In her first 10 years, she had a restricted natural protein intake, 1.4–1.5 g/kg body weight (b.w.) with animal protein providing 40% of intake. In the second decade of life, deceleration of somatic development was observed, which was related to inadequate energy and natural protein intake, so precursor free amino acids (threonine, methionine, valine, and isoleucine) were added. The diet supplied 1 g/kg b.w. protein equivalent and natural protein intake was maintained at 0.85 to 1.6 g/kg b.w. between 11 to 14 years. From the age of 15 to 19 years, the protein equivalent of l-amino acids decreased to 0.4 g/kg b.w. and the intake of natural protein was maintained in the range of 0.9–1.0 g/kg b.w. From 20 to 30 years, natural protein intake ranged from 0.6–1 g/kg b.w, and protein equivalents of precursor-free l-amino acids, 0.4–0.3 g/kg b.w and energy intake were maintained at 1850 kcal/day. Additional vitamin B12 was supplemented intramuscularly (at the insistence of the patient’s mother): once weekly in the first year, once every two weeks, aged 1 to 5 years, once monthly aged 6 to 10 years, and every 5–6 weeks up to 18 years. The supplementation was stopped at age 18 years.

2.3. Pregnancy

At the age of 31, she became pregnant, and monthly clinic follow-up visits and additional biochemical tests were established. Every month, the amino acid assay, ammonia, organic acid profile in the urine, and acylcarnitine profile in dried blood spots (DBS) were monitored. MMA and methyl-citrate were measured in DBS regularly.
In the first trimester of pregnancy (first visit), the daily energy intake was increased to 2300 kcal, and natural protein to 1.0 g/kg b.w. Hyperglycemia of pregnancy (glucose > 98 mg/dL) was observed, which resolved after the lowering of simple sugars’ intake. However, during the first six months of pregnancy, vomiting was common, and in the seventh month of pregnancy she required 10% intravenous 10% glucose (for 8 h). The patient had a proximal humerus fracture at 6 months of pregnancy, which restored without any complications. For four weeks, natural sources of collagen were included as part of her controlled protein intake together with frequent regular plasma amino acid concentrations with the aim of maintaining an amino acid profile within the reference range. Her appetite was poor with energy and protein intake inadequate.

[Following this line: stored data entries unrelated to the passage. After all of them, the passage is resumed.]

//! Service configuration from environment variables.

use std::env;
use std::path::PathBuf;

use thiserror::Error;

/// Environment variable naming the directory with the four dataset files.
pub const DATA_DIR_ENV: &str = "ICD10_DATA_DIR";
/// Environment variable for the listening port.
pub const PORT_ENV: &str = "ICD10_PORT";

const DEFAULT_PORT: u16 = 3000;

/// Configuration errors surfaced at startup.
#[derive(Error, Debug)]
pub enum ConfigError {
    /// A required environment variable is not set.
    #[error("Missing {0} in environment")]
    MissingVar(&'static str),

    /// An environment variable holds an unparseable value.
    #[error("Invalid value for {name}: {value}")]
    InvalidVar {
        /// The variable name.
        name: &'static str,
        /// The rejected value.
        value: String,
    },
}

/// Resolved service configuration.
#[derive(Debug, Clone)]
pub struct Config {
    /// Directory containing the four dataset files.
    pub data_dir: PathBuf,
    /// TCP port to listen on.
    pub port: u16,
}

impl Config {
    /// Reads configuration from the environment.
    ///
    /// `ICD10_DATA_DIR` is required; the service refuses to start without
    /// it. `ICD10_PORT` defaults to 3000 when absent, but a present,
    /// unparseable value is an error rather than a silent fallback.
    pub fn from_env() -> Result<Self, ConfigError> {
        let data_dir = env::var(DATA_DIR_ENV)
            .map(PathBuf::from)
            .map_err(|_| ConfigError::MissingVar(DATA_DIR_ENV))?;

        let port = match env::var(PORT_ENV) {
            Ok(value) => value
                .parse()
                .map_err(|_| ConfigError::InvalidVar {
                    name: PORT_ENV,
                    value,
                })?,
            Err(_) => DEFAULT_PORT,
        };

        Ok(Self { data_dir, port })
    }
}

#[cfg(test)]
mod tests {
    use super::*;

    // Environment variables are process-global; one test exercises all the
    // flows to avoid racing parallel tests.
    #[test]
    fn test_from_env() {
        env::remove_var(DATA_DIR_ENV);
        env::remove_var(PORT_ENV);
        assert!(matches!(
            Config::from_env(),
            Err(ConfigError::MissingVar(name)) if name == DATA_DIR_ENV
        ));

        env::set_var(DATA_DIR_ENV, "/data/icd10");
        let config = Config::from_env().unwrap();
        assert_eq!(config.data_dir, PathBuf::from("/data/icd10"));
        assert_eq!(config.port, DEFAULT_PORT);

        env::set_var(PORT_ENV, "8080");
        let config = Config::from_env().unwrap();
        assert_eq!(config.port, 8080);

        env::set_var(PORT_ENV, "not-a-port");
        assert!(matches!(
            Config::from_env(),
            Err(ConfigError::InvalidVar { .. })
        ));

        env::remove_var(DATA_DIR_ENV);
        env::remove_var(PORT_ENV);
    }
}
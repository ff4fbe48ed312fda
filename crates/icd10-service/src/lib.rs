//! # icd10-service
//!
//! HTTP JSON API for ICD-10 catalog queries.
//!
//! This crate is the boundary layer over the engine in `icd10-catalog`: it
//! wires routes, shapes request/response JSON, maps error kinds to status
//! codes, and reads configuration from the environment. It contains no
//! query logic of its own — lookups, searches, sorting and pagination all
//! happen in the catalog crate.

#![warn(missing_docs)]

pub mod config;
pub mod error;
pub mod params;
pub mod routes;

pub use config::Config;
pub use error::ApiError;
pub use routes::{router, AppState};
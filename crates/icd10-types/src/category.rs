//! ICD-10 Category type.

/// A 3-character diagnostic category within a block, e.g. `A00`.
#[derive(Debug, Clone, PartialEq, Eq)]
#[cfg_attr(
    feature = "serde",
    derive(serde::Serialize, serde::Deserialize),
    serde(rename_all = "camelCase")
)]
pub struct Category {
    /// 3-character alphanumeric code.
    pub id: String,
    /// Human-readable category label.
    pub label: String,
    /// Range code of the owning block.
    pub block_id: String,
}
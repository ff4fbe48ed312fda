//! Field search over catalog datasets.
//!
//! Substring/prefix queries against a fixed per-dataset field allow-list.
//! Both the query and every candidate value are normalized before matching,
//! so accents and case never affect results. Searches always scan the whole
//! dataset: completeness requires visiting every record.

use icd10_types::text::normalize;
use icd10_types::{Block, Category, Chapter, Disease};

use crate::dataset::Dataset;
use crate::lookup::Catalog;
use crate::page::FieldView;
use crate::parser::CatalogRecord;
use crate::types::{CatalogError, CatalogResult};

/// How a query string must match a candidate field value.
#[derive(Debug, Clone, Copy, PartialEq, Eq)]
pub enum MatchMode {
    /// The query must anchor the start of the normalized value.
    Prefix,
    /// The query may appear anywhere in the normalized value.
    Substring,
}

impl MatchMode {
    /// Parses `prefix`/`substring`, case-insensitively.
    pub fn parse(value: &str) -> CatalogResult<Self> {
        match value.trim().to_lowercase().as_str() {
            "prefix" => Ok(MatchMode::Prefix),
            "substring" => Ok(MatchMode::Substring),
            _ => Err(CatalogError::InvalidMatchMode {
                value: value.to_string(),
            }),
        }
    }

    fn matches(self, haystack: &str, needle: &str) -> bool {
        match self {
            MatchMode::Prefix => haystack.starts_with(needle),
            MatchMode::Substring => haystack.contains(needle),
        }
    }
}

/// A searchable field, scoped by the per-dataset allow-list.
///
/// Chapters, blocks and categories expose `{id, label}`; diseases expose
/// `{code, name}`. Anything else is a validation failure, never a silent
/// empty result.
#[derive(Debug, Clone, Copy, PartialEq, Eq)]
pub enum SearchField {
    /// Entity identifier (chapters, blocks, categories).
    Id,
    /// Entity label (chapters, blocks, categories).
    Label,
    /// Disease code.
    Code,
    /// Disease name.
    Name,
}

impl SearchField {
    /// Parses a field name against the dataset's allow-list.
    pub fn parse(dataset: Dataset, name: &str) -> CatalogResult<Self> {
        let field = match (dataset, name) {
            (Dataset::Chapters | Dataset::Blocks | Dataset::Categories, "id") => SearchField::Id,
            (Dataset::Chapters | Dataset::Blocks | Dataset::Categories, "label") => {
                SearchField::Label
            }
            (Dataset::Diseases, "code") => SearchField::Code,
            (Dataset::Diseases, "name") => SearchField::Name,
            _ => {
                return Err(CatalogError::UnknownField {
                    dataset,
                    field: name.to_string(),
                })
            }
        };
        Ok(field)
    }

    /// The field name as it appears in dataset headers.
    pub fn name(self) -> &'static str {
        match self {
            SearchField::Id => "id",
            SearchField::Label => "label",
            SearchField::Code => "code",
            SearchField::Name => "name",
        }
    }

    /// Whether this field belongs to the dataset's allow-list.
    pub fn applies_to(self, dataset: Dataset) -> bool {
        SearchField::parse(dataset, self.name()).is_ok()
    }
}

/// Minimum query length per dataset and field.
///
/// The policy is deliberately asymmetric:
///
/// | dataset    | field     | minimum |
/// |------------|-----------|---------|
/// | chapters   | label     | 2       |
/// | chapters   | id        | 1       |
/// | blocks     | id, label | 1       |
/// | categories | id, label | 1       |
/// | diseases   | code, name| 2       |
pub fn min_query_len(dataset: Dataset, field: SearchField) -> usize {
    match (dataset, field) {
        (Dataset::Chapters, SearchField::Label) => 2,
        (Dataset::Diseases, _) => 2,
        _ => 1,
    }
}

impl Catalog {
    /// Searches chapters by field.
    pub fn search_chapters(
        &self,
        field: SearchField,
        query: &str,
        mode: MatchMode,
    ) -> CatalogResult<Vec<Chapter>> {
        self.scan_matches(field, query, mode)
    }

    /// Searches blocks by field.
    pub fn search_blocks(
        &self,
        field: SearchField,
        query: &str,
        mode: MatchMode,
    ) -> CatalogResult<Vec<Block>> {
        self.scan_matches(field, query, mode)
    }

    /// Searches categories by field.
    pub fn search_categories(
        &self,
        field: SearchField,
        query: &str,
        mode: MatchMode,
    ) -> CatalogResult<Vec<Category>> {
        self.scan_matches(field, query, mode)
    }

    /// Searches diseases by code or name.
    pub fn search_diseases(
        &self,
        field: SearchField,
        query: &str,
        mode: MatchMode,
    ) -> CatalogResult<Vec<Disease>> {
        self.scan_matches(field, query, mode)
    }

    /// Shared scan: validates, then accumulates every matching record over
    /// a full pass of the dataset.
    fn scan_matches<T>(
        &self,
        field: SearchField,
        query: &str,
        mode: MatchMode,
    ) -> CatalogResult<Vec<T>>
    where
        T: CatalogRecord + FieldView,
    {
        // Validation happens before any I/O.
        if !field.applies_to(T::DATASET) {
            return Err(CatalogError::UnknownField {
                dataset: T::DATASET,
                field: field.name().to_string(),
            });
        }
        let minimum = min_query_len(T::DATASET, field);
        let length = query.chars().count();
        if length < minimum {
            return Err(CatalogError::QueryTooShort { minimum, length });
        }

        let needle = normalize(query);
        let mut matches = Vec::new();
        for record in self.open::<T>()? {
            let record = record?;
            let Some(value) = record.field(field.name()) else {
                continue;
            };
            if mode.matches(&normalize(value), &needle) {
                matches.push(record);
            }
        }
        Ok(matches)
    }
}
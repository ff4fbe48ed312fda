//! Roman numeral chapter identifiers.
//!
//! ICD-10 chapters are stored with roman numeral identifiers (I–XXII), but
//! callers frequently supply the decimal form. This module holds the fixed
//! mapping between the two conventions and the tolerant comparison used by
//! chapter lookups.

use crate::text::normalize;

/// Roman numerals for the 22 ICD-10 chapters, indexed by `chapter - 1`.
pub const ROMAN_NUMERALS: [&str; 22] = [
    "I", "II", "III", "IV", "V", "VI", "VII", "VIII", "IX", "X", "XI", "XII", "XIII", "XIV", "XV",
    "XVI", "XVII", "XVIII", "XIX", "XX", "XXI", "XXII",
];

/// Returns the roman numeral for a chapter number, or `None` outside 1–22.
pub fn roman_for(number: u8) -> Option<&'static str> {
    if (1..=22).contains(&number) {
        Some(ROMAN_NUMERALS[number as usize - 1])
    } else {
        None
    }
}

/// Returns the chapter number for a roman numeral, or `None` if it is not
/// one of I–XXII. Comparison is case-insensitive.
pub fn decimal_for(roman: &str) -> Option<u8> {
    let needle = normalize(roman);
    ROMAN_NUMERALS
        .iter()
        .position(|r| normalize(r) == needle)
        .map(|i| i as u8 + 1)
}

/// Tests whether a stored chapter identifier matches a queried one.
///
/// A match holds when, after normalization, the stored identifier equals the
/// queried one directly, or equals the roman numeral expansion of the queried
/// value interpreted as a decimal integer. Numbers outside 1–22 fail to
/// expand and fall back to the direct comparison.
///
/// # Examples
///
/// ```
/// use icd10_types::roman::chapter_matches;
///
/// assert!(chapter_matches("IV", "IV"));
/// assert!(chapter_matches("IV", "iv"));
/// assert!(chapter_matches("IV", "4"));
/// assert!(!chapter_matches("IV", "5"));
/// assert!(!chapter_matches("IV", "23"));
/// ```
pub fn chapter_matches(stored: &str, queried: &str) -> bool {
    let stored = normalize(stored);
    let queried = normalize(queried);
    if stored == queried {
        return true;
    }
    queried
        .parse::<u8>()
        .ok()
        .and_then(roman_for)
        .map(|roman| stored == normalize(roman))
        .unwrap_or(false)
}

#[cfg(test)]
mod tests {
    use super::*;

    #[test]
    fn test_roman_for_bounds() {
        assert_eq!(roman_for(1), Some("I"));
        assert_eq!(roman_for(4), Some("IV"));
        assert_eq!(roman_for(22), Some("XXII"));
        assert_eq!(roman_for(0), None);
        assert_eq!(roman_for(23), None);
    }

    #[test]
    fn test_decimal_for() {
        assert_eq!(decimal_for("I"), Some(1));
        assert_eq!(decimal_for("xxii"), Some(22));
        assert_eq!(decimal_for(" ix "), Some(9));
        assert_eq!(decimal_for("XXIII"), None);
        assert_eq!(decimal_for(""), None);
    }

    #[test]
    fn test_chapter_matches_direct() {
        assert!(chapter_matches("IX", "IX"));
        assert!(chapter_matches("IX", "ix"));
        assert!(!chapter_matches("IX", "X"));
    }

    #[test]
    fn test_chapter_matches_decimal() {
        assert!(chapter_matches("I", "1"));
        assert!(chapter_matches("XXII", "22"));
        assert!(!chapter_matches("I", "2"));
    }

    #[test]
    fn test_chapter_matches_out_of_range_falls_back() {
        assert!(!chapter_matches("I", "0"));
        assert!(!chapter_matches("I", "23"));
        // A stored decimal id still matches itself directly.
        assert!(chapter_matches("23", "23"));
    }
}
//! # icd10-types
//!
//! Type definitions for the ICD-10 classification hierarchy.
//!
//! This crate provides the four entity types of the hierarchy
//! (chapter → block → category → subcategory/disease), the roman numeral
//! chapter-identifier table, and the text normalization primitive applied
//! before every identifier and label comparison.
//!
//! ## Features
//!
//! - `serde` (default): Enables serialization/deserialization support via
//!   serde. Disable this feature if you only need the plain types.
//!
//! ## Usage
//!
//! ```rust
//! use icd10_types::{Chapter, Disease};
//! use icd10_types::roman::chapter_matches;
//! use icd10_types::text::normalize;
//!
//! let chapter = Chapter {
//!     id: "I".to_string(),
//!     label: "Certain infectious and parasitic diseases".to_string(),
//! };
//!
//! // Chapters match by roman numeral or decimal form.
//! assert!(chapter_matches(&chapter.id, "1"));
//!
//! // Category membership is derived from the code.
//! let disease = Disease {
//!     code: "A009".to_string(),
//!     name: "Cholera, unspecified".to_string(),
//! };
//! assert_eq!(disease.category_id(), "A00");
//!
//! // Comparisons are accent- and case-insensitive.
//! assert_eq!(normalize("Cólera"), "colera");
//! ```

#![warn(missing_docs)]

mod block;
mod category;
mod chapter;
mod disease;
pub mod roman;
pub mod text;

// Re-export all entity types at crate root
pub use block::Block;
pub use category::Category;
pub use chapter::Chapter;
pub use disease::Disease;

A high protein supplement (Protifar®, Nutricia company, Zoetermeer, The Netherlands) and high-protein yogurt were included as part of her natural protein allowance. To increase the energy content, a glucose polymer (Fantomalt®, Nutricia company) and a protein-free formula (Milupa basic-p®, Nutricia company) were added. Intake of energy, natural protein, and total protein increased in the following months, sustaining a constant supply of natural protein intake throughout pregnancy. Due to the persistent low plasma concentration of isoleucine (<20 μmol/L) and valine (<50 μmol/L), supplementation with these single amino acids was included in a dose of 100 mg per day in the first trimester and 150 mg of each in the second and third trimester of pregnancy. Fetal ultrasound, which was performed three times, was normal. Her weight gain was 12.5 kg (from 1 kg to 5.5 kg and 6 kg in the first, second, and the third trimester, respectively). The dose of carnitine was modified, starting at 3 g/day in the first trimester and increasing to 4 g/day in the second and third trimester. There were no clinical or biochemical signs of metabolic decompensation during pregnancy.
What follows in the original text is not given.